*Exercise instructions:*
The expected result is every line of the records, printed exactly.

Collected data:
=== Begin Enclosure ===

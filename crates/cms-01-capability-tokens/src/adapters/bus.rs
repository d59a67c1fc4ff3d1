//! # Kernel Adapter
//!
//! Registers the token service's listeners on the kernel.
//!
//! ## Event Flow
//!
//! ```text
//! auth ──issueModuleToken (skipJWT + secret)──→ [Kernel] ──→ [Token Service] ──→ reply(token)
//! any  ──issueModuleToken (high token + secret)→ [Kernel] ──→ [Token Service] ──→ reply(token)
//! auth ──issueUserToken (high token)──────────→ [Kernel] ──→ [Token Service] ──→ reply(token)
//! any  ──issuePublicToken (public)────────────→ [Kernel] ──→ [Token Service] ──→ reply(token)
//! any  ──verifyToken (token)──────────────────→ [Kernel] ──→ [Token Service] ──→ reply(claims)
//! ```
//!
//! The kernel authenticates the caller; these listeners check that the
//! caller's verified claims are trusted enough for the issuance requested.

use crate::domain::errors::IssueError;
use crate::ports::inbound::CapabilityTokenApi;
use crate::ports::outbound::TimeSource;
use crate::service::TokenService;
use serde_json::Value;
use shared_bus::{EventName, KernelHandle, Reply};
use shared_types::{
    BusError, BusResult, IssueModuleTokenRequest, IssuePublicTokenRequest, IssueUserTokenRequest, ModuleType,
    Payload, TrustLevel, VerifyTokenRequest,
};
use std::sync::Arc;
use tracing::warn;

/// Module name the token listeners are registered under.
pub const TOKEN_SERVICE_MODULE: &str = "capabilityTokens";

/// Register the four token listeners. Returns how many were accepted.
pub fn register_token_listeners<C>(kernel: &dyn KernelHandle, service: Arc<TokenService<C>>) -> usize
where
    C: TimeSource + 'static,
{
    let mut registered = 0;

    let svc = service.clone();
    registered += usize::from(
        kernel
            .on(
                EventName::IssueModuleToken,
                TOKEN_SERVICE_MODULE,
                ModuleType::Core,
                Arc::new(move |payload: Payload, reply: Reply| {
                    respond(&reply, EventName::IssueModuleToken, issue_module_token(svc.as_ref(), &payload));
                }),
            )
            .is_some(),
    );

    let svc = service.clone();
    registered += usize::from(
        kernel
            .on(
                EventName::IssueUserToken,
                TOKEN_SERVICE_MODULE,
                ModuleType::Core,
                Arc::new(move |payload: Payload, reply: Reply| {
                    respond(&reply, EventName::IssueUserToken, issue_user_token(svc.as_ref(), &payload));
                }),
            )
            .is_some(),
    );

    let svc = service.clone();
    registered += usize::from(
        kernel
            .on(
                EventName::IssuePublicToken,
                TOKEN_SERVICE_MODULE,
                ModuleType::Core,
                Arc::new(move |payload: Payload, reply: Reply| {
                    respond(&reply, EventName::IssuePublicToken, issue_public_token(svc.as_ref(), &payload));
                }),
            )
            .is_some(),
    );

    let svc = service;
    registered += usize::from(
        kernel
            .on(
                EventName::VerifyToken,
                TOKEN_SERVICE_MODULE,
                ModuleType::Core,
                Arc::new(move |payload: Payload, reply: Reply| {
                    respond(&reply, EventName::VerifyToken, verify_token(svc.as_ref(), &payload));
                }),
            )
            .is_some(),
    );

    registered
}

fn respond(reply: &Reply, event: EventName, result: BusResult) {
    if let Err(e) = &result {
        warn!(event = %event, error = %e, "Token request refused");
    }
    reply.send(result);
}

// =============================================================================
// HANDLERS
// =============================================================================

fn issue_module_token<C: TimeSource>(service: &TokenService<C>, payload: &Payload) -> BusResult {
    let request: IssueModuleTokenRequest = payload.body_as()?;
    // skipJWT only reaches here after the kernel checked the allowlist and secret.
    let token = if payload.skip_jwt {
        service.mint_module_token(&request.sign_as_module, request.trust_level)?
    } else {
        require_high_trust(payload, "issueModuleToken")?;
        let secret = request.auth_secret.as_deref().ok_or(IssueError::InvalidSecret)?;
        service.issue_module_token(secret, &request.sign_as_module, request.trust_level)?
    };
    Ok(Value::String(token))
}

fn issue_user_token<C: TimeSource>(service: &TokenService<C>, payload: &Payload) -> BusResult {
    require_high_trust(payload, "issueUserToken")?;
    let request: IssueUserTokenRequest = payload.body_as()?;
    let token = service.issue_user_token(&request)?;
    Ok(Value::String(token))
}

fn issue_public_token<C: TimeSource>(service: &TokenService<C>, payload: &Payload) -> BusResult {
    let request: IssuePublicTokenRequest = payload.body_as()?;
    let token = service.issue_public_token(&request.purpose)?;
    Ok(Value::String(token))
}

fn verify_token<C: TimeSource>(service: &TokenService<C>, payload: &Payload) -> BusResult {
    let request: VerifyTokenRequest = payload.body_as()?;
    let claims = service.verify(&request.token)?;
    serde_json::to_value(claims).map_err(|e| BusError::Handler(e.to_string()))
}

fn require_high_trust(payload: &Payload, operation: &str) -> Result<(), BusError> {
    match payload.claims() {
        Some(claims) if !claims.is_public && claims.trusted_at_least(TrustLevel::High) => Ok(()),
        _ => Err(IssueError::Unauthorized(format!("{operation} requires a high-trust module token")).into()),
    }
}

=== End Enclosure ===

*Worked solution:*
filename crates/cms-01-capability-tokens/src/adapters/bus.rs
repository d59a67c1fc4ff3d1
//! # Kernel Adapter
//!
//! Registers the token service's listeners on the kernel.
//!
//! ## Event Flow
//!
//! ```text
//! auth ──issueModuleToken (skipJWT + secret)──→ [Kernel] ──→ [Token Service] ──→ reply(token)
//! any  ──issueModuleToken (high token + secret)→ [Kernel] ──→ [Token Service] ──→ reply(token)
//! auth ──issueUserToken (high token)──────────→ [Kernel] ──→ [Token Service] ──→ reply(token)
//! any  ──issuePublicToken (public)────────────→ [Kernel] ──→ [Token Service] ──→ reply(token)
//! any  ──verifyToken (token)──────────────────→ [Kernel] ──→ [Token Service] ──→ reply(claims)
//! ```
//!
//! The kernel authenticates the caller; these listeners check that the
//! caller's verified claims are trusted enough for the issuance requested.

use crate::domain::errors::IssueError;
use crate::ports::inbound::CapabilityTokenApi;
use crate::ports::outbound::TimeSource;
use crate::service::TokenService;
use serde_json::Value;
use shared_bus::{EventName, KernelHandle, Reply};
use shared_types::{
    BusError, BusResult, IssueModuleTokenRequest, IssuePublicTokenRequest, IssueUserTokenRequest, ModuleType,
    Payload, TrustLevel, VerifyTokenRequest,
};
use std::sync::Arc;
use tracing::warn;

/// Module name the token listeners are registered under.
pub const TOKEN_SERVICE_MODULE: &str = "capabilityTokens";

/// Register the four token listeners. Returns how many were accepted.
pub fn register_token_listeners<C>(kernel: &dyn KernelHandle, service: Arc<TokenService<C>>) -> usize
where
    C: TimeSource + 'static,
{
    let mut registered = 0;

    let svc = service.clone();
    registered += usize::from(
        kernel
            .on(
                EventName::IssueModuleToken,
                TOKEN_SERVICE_MODULE,
                ModuleType::Core,
                Arc::new(move |payload: Payload, reply: Reply| {
                    respond(&reply, EventName::IssueModuleToken, issue_module_token(svc.as_ref(), &payload));
                }),
            )
            .is_some(),
    );

    let svc = service.clone();
    registered += usize::from(
        kernel
            .on(
                EventName::IssueUserToken,
                TOKEN_SERVICE_MODULE,
                ModuleType::Core,
                Arc::new(move |payload: Payload, reply: Reply| {
                    respond(&reply, EventName::IssueUserToken, issue_user_token(svc.as_ref(), &payload));
                }),
            )
            .is_some(),
    );

    let svc = service.clone();
    registered += usize::from(
        kernel
            .on(
                EventName::IssuePublicToken,
                TOKEN_SERVICE_MODULE,
                ModuleType::Core,
                Arc::new(move |payload: Payload, reply: Reply| {
                    respond(&reply, EventName::IssuePublicToken, issue_public_token(svc.as_ref(), &payload));
                }),
            )
            .is_some(),
    );

    let svc = service;
    registered += usize::from(
        kernel
            .on(
                EventName::VerifyToken,
                TOKEN_SERVICE_MODULE,
                ModuleType::Core,
                Arc::new(move |payload: Payload, reply: Reply| {
                    respond(&reply, EventName::VerifyToken, verify_token(svc.as_ref(), &payload));
                }),
            )
            .is_some(),
    );

    registered
}

fn respond(reply: &Reply, event: EventName, result: BusResult) {
    if let Err(e) = &result {
        warn!(event = %event, error = %e, "Token request refused");
    }
    reply.send(result);
}

// =============================================================================
// HANDLERS
// =============================================================================

fn issue_module_token<C: TimeSource>(service: &TokenService<C>, payload: &Payload) -> BusResult {
    let request: IssueModuleTokenRequest = payload.body_as()?;
    // skipJWT only reaches here after the kernel checked the allowlist and secret.
    let token = if payload.skip_jwt {
        service.mint_module_token(&request.sign_as_module, request.trust_level)?
    } else {
        require_high_trust(payload, "issueModuleToken")?;
        let secret = request.auth_secret.as_deref().ok_or(IssueError::InvalidSecret)?;
        service.issue_module_token(secret, &request.sign_as_module, request.trust_level)?
    };
    Ok(Value::String(token))
}

fn issue_user_token<C: TimeSource>(service: &TokenService<C>, payload: &Payload) -> BusResult {
    require_high_trust(payload, "issueUserToken")?;
    let request: IssueUserTokenRequest = payload.body_as()?;
    let token = service.issue_user_token(&request)?;
    Ok(Value::String(token))
}

fn issue_public_token<C: TimeSource>(service: &TokenService<C>, payload: &Payload) -> BusResult {
    let request: IssuePublicTokenRequest = payload.body_as()?;
    let token = service.issue_public_token(&request.purpose)?;
    Ok(Value::String(token))
}

fn verify_token<C: TimeSource>(service: &TokenService<C>, payload: &Payload) -> BusResult {
    let request: VerifyTokenRequest = payload.body_as()?;
    let claims = service.verify(&request.token)?;
    serde_json::to_value(claims).map_err(|e| BusError::Handler(e.to_string()))
}

fn require_high_trust(payload: &Payload, operation: &str) -> Result<(), BusError> {
    match payload.claims() {
        Some(claims) if !claims.is_public && claims.trusted_at_least(TrustLevel::High) => Ok(()),
        _ => Err(IssueError::Unauthorized(format!("{operation} requires a high-trust module token")).into()),
    }
}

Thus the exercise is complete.